At first glance, it looks like another New York Times story about all those public policy debates between the entrenched Republicans and White House, along with the narrow Democratic majorities on Capitol Hill.
But if you look carefully, there is a reason that this Gray Lady update about the arrival of the expanded Child Tax Credit was, to use a turn of phrase from “Crossroads” host Todd Wilken, a “haunted house” of religion-news ghosts. He was riffing on a term your GetReligionistas have used since Day 1 at this blog. (Click here to tune in this week’s GetReligion podcast.)
OK, let’s play “spot the religion ghost.” First, here is the double-decker headline on this report:
Monthly Payments to Families With Children to Begin
The Biden administration will send up to $300 per child a month to most American families thanks to a temporary increase in the child tax credit that advocates hope to extend.

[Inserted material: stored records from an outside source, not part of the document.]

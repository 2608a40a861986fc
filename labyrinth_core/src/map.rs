use std::ops::{Index, IndexMut};

use serde::{Deserialize, Serialize};

use crate::Position;

/// Represents errors that can occur within the grid operations.
#[derive(Debug, Clone, PartialEq, Eq, thiserror::Error)]
pub enum GridError {
    #[error("Position {position} is out of bounds for grid size ({width}, {height})")]
    OutOfBounds {
        position: Position,
        width: usize,
        height: usize,
    },
}

/// Orthogonal offsets in the order every neighbor scan uses: down, up, right, left.
pub const DIRECTIONS: [(isize, isize); 4] = [(0, 1), (0, -1), (1, 0), (-1, 0)];

/// A generic 2D grid structure.
///
/// Stores elements of type `T` in a flat vector using row-major order and
/// addresses them by [`Position`].
#[derive(Debug, Clone, PartialEq, Eq, Serialize, Deserialize)]
pub struct Grid<T> {
    width: usize,
    height: usize,
    cells: Vec<T>,
}

impl<T> Grid<T> {
    /// Creates a new grid with every cell set to `fill`.
    ///
    /// # Panics
    ///
    /// Panics if `width * height` overflows `usize`.
    pub fn filled(width: usize, height: usize, fill: T) -> Self
    where
        T: Clone,
    {
        let size = width.checked_mul(height).expect("Grid size overflow");
        Grid {
            width,
            height,
            cells: vec![fill; size],
        }
    }

    /// Creates a new grid filled by a generator function taking `(x, y)`.
    ///
    /// # Panics
    ///
    /// Panics if `width * height` overflows `usize`.
    pub fn from_generator<F>(width: usize, height: usize, mut f: F) -> Self
    where
        F: FnMut(usize, usize) -> T,
    {
        let size = width.checked_mul(height).expect("Grid size overflow");
        let mut cells = Vec::with_capacity(size);
        for y in 0..height {
            for x in 0..width {
                cells.push(f(x, y));
            }
        }
        Grid {
            width,
            height,
            cells,
        }
    }

    #[inline]
    pub fn width(&self) -> usize {
        self.width
    }

    #[inline]
    pub fn height(&self) -> usize {
        self.height
    }

    /// Returns the geometric centre `(width / 2, height / 2)`.
    pub fn center(&self) -> Position {
        Position::new(self.width / 2, self.height / 2)
    }

    #[inline]
    fn index_of(&self, position: Position) -> Option<usize> {
        if self.contains(position) {
            Some(position.y * self.width + position.x)
        } else {
            None
        }
    }

    /// Checks if the position lies within the grid boundaries.
    #[inline]
    pub fn contains(&self, position: Position) -> bool {
        position.x < self.width && position.y < self.height
    }

    /// Returns the cell at `position`, or `None` when out of bounds.
    pub fn get(&self, position: Position) -> Option<&T> {
        self.index_of(position).map(|index| &self.cells[index])
    }

    /// Sets the value of the cell at `position`.
    ///
    /// Returns `Err(GridError::OutOfBounds)` if the position is invalid.
    pub fn set(&mut self, position: Position, value: T) -> Result<(), GridError> {
        let index = self.index_of(position).ok_or(GridError::OutOfBounds {
            position,
            width: self.width,
            height: self.height,
        })?;
        self.cells[index] = value;
        Ok(())
    }

    /// Returns the in-bounds position offset from `position` by `(dx, dy)`.
    pub fn offset(&self, position: Position, dx: isize, dy: isize) -> Option<Position> {
        let x = position.x.checked_add_signed(dx)?;
        let y = position.y.checked_add_signed(dy)?;
        let moved = Position::new(x, y);
        self.contains(moved).then_some(moved)
    }

    /// Returns the in-bounds orthogonal neighbors of `position` in [`DIRECTIONS`] order.
    pub fn neighbors(&self, position: Position) -> impl Iterator<Item = Position> + '_ {
        DIRECTIONS
            .iter()
            .filter_map(move |&(dx, dy)| self.offset(position, dx, dy))
    }

    /// Returns an iterator that yields `(Position, &T)` for each cell in row-major order.
    pub fn enumerate(&self) -> impl Iterator<Item = (Position, &T)> {
        let width = self.width;
        self.cells
            .iter()
            .enumerate()
            .map(move |(index, cell)| (Position::new(index % width, index / width), cell))
    }

    /// Returns an iterator over the cells of the grid in row-major order.
    pub fn iter(&self) -> impl Iterator<Item = &T> {
        self.cells.iter()
    }
}

/// Indexing using Position coordinates for access
impl<T> Index<Position> for Grid<T> {
    type Output = T;

    #[inline]
    fn index(&self, position: Position) -> &Self::Output {
        match self.index_of(position) {
            Some(idx) => &self.cells[idx],
            None => panic!(
                "Grid index {} out of bounds for grid size ({}, {})",
                position, self.width, self.height
            ),
        }
    }
}

/// Indexing using Position coordinates for mutable access
impl<T> IndexMut<Position> for Grid<T> {
    #[inline]
    fn index_mut(&mut self, position: Position) -> &mut Self::Output {
        let (width, height) = (self.width, self.height);
        match self.index_of(position) {
            Some(idx) => &mut self.cells[idx],
            None => panic!(
                "Grid index {} out of bounds for grid size ({}, {})",
                position, width, height
            ),
        }
    }
}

Nine out of 10 children in the United States will be eligible for these payments, which are linked to the COVID-19 crisis, but call back memories of policies from the old War on Poverty. The program will expire in a year, at which point the debates over its effectiveness will crank into a higher gear. Here’s the Times overture:
WASHINGTON — If all goes as planned, the Treasury Department will begin making a series of monthly payments in coming days to families with children, setting a milestone in social policy and intensifying a debate over whether to make the subsidies a permanent part of the American safety net.
With all but the most affluent families eligible to receive up to $300 a month per child, the United States will join many other rich countries that provide a guaranteed income for children, a goal that has long animated progressives. Experts estimate the payments will cut child poverty by nearly half, an achievement with no precedent. …
While the government has increased many aid programs during the coronavirus pandemic, supporters say the payments from an expanded Child Tax Credit, at a one-year cost of about $105 billion, are unique in their potential to stabilize both poor and middle-class families.
As you would expect, many Republicans oppose what they consider a return to old-style “welfare” payments of this kind.
That’s many Republicans, but not all.